• MATERIAL FOR THE TASK:
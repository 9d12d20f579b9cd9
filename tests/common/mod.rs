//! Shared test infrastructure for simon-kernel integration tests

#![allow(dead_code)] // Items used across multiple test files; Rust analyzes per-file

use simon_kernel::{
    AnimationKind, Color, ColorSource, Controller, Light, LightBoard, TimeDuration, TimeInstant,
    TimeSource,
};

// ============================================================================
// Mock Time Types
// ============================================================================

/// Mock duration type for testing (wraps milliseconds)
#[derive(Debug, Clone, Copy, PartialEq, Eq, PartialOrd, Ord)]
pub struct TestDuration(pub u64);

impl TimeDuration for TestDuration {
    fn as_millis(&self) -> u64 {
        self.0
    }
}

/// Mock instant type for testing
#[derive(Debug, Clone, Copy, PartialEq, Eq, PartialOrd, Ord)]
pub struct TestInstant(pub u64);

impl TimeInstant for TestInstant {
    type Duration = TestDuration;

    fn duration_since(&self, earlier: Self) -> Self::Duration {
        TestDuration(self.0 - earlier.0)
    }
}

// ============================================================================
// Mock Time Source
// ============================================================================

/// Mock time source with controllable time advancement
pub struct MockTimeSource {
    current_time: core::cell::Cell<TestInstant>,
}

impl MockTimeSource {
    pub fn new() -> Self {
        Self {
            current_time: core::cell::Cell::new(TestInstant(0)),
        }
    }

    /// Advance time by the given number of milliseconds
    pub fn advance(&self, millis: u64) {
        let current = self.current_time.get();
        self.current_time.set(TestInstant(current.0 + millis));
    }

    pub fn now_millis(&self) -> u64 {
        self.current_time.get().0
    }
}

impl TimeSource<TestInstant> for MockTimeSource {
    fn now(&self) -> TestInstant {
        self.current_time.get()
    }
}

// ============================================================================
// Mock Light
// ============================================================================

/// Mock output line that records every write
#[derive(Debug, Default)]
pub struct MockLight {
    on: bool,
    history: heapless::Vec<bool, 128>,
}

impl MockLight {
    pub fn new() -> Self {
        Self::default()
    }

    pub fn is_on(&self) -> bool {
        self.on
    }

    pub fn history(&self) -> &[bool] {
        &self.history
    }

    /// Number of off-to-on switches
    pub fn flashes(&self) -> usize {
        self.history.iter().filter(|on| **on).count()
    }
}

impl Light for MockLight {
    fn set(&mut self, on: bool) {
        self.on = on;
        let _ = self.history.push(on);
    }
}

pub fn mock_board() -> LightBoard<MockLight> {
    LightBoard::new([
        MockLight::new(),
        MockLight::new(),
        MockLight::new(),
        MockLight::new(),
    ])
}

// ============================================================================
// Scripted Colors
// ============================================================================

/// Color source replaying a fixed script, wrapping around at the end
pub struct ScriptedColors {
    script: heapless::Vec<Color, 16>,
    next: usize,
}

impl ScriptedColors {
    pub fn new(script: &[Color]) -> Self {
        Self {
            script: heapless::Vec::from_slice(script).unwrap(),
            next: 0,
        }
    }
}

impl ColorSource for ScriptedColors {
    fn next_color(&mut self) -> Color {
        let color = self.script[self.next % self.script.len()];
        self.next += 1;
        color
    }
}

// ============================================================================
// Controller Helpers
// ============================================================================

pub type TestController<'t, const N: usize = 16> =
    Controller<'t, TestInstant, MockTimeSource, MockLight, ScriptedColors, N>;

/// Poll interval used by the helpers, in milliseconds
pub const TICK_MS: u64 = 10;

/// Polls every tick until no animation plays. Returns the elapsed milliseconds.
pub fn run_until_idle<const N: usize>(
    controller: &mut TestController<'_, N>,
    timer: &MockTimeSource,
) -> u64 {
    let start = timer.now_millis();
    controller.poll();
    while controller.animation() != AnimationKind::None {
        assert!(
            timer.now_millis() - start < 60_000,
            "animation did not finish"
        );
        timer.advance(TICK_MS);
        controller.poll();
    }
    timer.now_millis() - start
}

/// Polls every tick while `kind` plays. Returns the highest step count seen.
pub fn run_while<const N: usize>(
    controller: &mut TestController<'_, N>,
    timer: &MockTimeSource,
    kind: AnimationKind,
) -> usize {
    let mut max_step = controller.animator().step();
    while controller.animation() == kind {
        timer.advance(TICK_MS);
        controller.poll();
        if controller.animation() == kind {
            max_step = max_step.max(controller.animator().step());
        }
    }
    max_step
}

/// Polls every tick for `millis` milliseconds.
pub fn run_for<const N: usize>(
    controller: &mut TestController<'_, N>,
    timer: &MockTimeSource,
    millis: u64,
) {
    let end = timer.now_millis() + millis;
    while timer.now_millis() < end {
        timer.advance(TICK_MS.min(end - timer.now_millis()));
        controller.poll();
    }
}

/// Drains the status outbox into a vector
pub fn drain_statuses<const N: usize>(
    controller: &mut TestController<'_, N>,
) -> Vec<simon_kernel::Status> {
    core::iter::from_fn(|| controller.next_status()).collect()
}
==
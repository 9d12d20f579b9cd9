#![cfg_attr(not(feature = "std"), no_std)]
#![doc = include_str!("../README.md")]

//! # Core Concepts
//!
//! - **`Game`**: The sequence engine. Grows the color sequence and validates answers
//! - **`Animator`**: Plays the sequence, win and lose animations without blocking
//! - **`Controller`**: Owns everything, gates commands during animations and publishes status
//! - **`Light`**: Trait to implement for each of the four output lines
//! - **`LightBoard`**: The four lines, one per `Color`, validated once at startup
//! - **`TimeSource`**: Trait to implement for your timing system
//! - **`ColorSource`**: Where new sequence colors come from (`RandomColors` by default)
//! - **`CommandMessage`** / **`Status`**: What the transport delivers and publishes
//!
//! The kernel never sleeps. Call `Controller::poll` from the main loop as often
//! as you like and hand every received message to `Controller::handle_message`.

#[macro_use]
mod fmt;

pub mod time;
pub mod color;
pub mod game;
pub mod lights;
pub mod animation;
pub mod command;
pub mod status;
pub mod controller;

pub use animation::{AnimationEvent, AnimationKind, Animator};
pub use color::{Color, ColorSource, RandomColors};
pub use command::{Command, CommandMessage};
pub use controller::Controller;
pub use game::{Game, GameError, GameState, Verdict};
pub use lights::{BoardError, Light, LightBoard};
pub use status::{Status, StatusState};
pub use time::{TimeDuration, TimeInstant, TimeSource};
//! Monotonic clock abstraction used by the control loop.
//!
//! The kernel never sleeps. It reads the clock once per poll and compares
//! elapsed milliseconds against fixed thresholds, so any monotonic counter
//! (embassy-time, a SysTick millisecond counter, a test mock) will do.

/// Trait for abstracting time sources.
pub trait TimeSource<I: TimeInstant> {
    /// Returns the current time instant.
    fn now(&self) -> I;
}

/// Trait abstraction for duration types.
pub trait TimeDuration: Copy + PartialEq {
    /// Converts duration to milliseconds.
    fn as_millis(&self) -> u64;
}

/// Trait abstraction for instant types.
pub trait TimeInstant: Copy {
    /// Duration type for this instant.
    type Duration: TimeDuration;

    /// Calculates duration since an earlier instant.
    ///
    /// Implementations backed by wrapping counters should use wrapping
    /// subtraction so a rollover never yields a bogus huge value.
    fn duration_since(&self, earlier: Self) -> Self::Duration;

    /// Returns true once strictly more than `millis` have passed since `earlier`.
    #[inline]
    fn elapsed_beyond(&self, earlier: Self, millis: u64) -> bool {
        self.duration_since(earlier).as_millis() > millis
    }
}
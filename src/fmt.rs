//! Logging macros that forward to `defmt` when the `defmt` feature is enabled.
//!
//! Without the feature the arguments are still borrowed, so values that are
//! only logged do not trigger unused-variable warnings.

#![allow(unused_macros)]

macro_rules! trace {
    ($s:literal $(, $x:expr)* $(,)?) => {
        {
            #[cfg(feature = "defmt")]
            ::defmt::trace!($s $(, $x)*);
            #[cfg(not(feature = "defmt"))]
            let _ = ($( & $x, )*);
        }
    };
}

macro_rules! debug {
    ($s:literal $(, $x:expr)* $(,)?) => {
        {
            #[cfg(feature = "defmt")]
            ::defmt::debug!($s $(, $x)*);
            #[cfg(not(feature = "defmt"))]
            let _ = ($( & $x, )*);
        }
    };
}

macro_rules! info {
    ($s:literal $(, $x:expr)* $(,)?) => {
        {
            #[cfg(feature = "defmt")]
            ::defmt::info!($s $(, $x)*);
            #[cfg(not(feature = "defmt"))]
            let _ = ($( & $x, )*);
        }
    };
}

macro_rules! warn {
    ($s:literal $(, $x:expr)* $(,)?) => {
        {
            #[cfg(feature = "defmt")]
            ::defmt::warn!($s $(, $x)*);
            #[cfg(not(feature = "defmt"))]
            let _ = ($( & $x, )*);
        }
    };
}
--
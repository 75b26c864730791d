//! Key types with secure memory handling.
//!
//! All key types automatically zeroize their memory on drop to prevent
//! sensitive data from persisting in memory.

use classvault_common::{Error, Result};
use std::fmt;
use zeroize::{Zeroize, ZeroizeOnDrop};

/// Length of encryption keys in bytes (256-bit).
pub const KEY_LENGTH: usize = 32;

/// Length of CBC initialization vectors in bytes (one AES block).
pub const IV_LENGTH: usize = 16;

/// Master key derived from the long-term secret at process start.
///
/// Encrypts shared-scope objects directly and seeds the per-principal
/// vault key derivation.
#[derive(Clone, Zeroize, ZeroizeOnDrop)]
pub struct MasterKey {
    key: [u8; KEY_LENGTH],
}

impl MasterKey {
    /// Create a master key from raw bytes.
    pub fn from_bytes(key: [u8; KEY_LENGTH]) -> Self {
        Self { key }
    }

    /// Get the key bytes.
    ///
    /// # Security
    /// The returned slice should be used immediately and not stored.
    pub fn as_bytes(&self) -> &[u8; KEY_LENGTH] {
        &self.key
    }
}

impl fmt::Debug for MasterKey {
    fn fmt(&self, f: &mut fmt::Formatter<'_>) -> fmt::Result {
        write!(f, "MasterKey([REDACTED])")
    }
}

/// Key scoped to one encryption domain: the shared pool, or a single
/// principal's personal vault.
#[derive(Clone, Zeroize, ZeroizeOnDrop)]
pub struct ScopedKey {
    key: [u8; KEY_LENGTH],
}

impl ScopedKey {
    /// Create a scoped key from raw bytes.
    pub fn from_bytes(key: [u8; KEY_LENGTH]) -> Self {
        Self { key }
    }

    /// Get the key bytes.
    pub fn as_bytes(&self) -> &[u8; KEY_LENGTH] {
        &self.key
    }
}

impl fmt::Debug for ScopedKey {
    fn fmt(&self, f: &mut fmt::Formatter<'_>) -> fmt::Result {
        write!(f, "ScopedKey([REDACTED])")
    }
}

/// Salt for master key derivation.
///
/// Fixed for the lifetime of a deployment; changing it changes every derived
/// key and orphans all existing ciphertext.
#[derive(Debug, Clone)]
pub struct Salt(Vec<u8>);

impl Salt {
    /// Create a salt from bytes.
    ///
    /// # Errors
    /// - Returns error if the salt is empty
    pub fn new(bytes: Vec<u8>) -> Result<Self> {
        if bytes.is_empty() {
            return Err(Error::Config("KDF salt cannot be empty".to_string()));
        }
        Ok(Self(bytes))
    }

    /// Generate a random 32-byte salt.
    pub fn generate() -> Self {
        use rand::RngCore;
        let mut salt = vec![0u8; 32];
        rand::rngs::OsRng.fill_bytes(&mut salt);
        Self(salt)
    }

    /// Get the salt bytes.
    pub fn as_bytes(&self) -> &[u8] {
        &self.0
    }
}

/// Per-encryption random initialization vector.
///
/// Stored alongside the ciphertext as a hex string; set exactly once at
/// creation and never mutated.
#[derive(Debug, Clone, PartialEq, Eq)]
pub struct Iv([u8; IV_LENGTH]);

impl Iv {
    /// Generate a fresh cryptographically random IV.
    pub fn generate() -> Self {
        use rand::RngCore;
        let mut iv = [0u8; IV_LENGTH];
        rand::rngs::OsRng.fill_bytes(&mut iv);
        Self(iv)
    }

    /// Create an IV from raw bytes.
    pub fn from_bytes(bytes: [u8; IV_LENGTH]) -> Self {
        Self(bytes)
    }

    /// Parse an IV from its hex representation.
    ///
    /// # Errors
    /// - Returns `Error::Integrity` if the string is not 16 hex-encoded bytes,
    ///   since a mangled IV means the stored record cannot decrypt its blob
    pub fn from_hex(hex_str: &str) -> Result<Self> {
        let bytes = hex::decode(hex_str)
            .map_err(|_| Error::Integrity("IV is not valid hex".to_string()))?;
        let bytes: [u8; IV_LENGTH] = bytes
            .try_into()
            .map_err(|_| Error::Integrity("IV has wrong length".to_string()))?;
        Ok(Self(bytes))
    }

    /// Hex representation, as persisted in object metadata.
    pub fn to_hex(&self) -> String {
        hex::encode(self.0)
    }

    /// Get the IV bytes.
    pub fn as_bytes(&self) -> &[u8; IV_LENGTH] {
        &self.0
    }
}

• AIM OF THE EXERCISE: Keep both end lines and retype everything in the records above from the line containing "in bytes (256-bit)." through the line containing "impl fmt::Debug for ScopedKey", exactly, with nothing else.

• YOUR SOLUTION:
/// Length of encryption keys in bytes (256-bit).
pub const KEY_LENGTH: usize = 32;

/// Length of CBC initialization vectors in bytes (one AES block).
pub const IV_LENGTH: usize = 16;

/// Master key derived from the long-term secret at process start.
///
/// Encrypts shared-scope objects directly and seeds the per-principal
/// vault key derivation.
#[derive(Clone, Zeroize, ZeroizeOnDrop)]
pub struct MasterKey {
    key: [u8; KEY_LENGTH],
}

impl MasterKey {
    /// Create a master key from raw bytes.
    pub fn from_bytes(key: [u8; KEY_LENGTH]) -> Self {
        Self { key }
    }

    /// Get the key bytes.
    ///
    /// # Security
    /// The returned slice should be used immediately and not stored.
    pub fn as_bytes(&self) -> &[u8; KEY_LENGTH] {
        &self.key
    }
}

impl fmt::Debug for MasterKey {
    fn fmt(&self, f: &mut fmt::Formatter<'_>) -> fmt::Result {
        write!(f, "MasterKey([REDACTED])")
    }
}

/// Key scoped to one encryption domain: the shared pool, or a single
/// principal's personal vault.
#[derive(Clone, Zeroize, ZeroizeOnDrop)]
pub struct ScopedKey {
    key: [u8; KEY_LENGTH],
}

impl ScopedKey {
    /// Create a scoped key from raw bytes.
    pub fn from_bytes(key: [u8; KEY_LENGTH]) -> Self {
        Self { key }
    }

    /// Get the key bytes.
    pub fn as_bytes(&self) -> &[u8; KEY_LENGTH] {
        &self.key
    }
}

impl fmt::Debug for ScopedKey {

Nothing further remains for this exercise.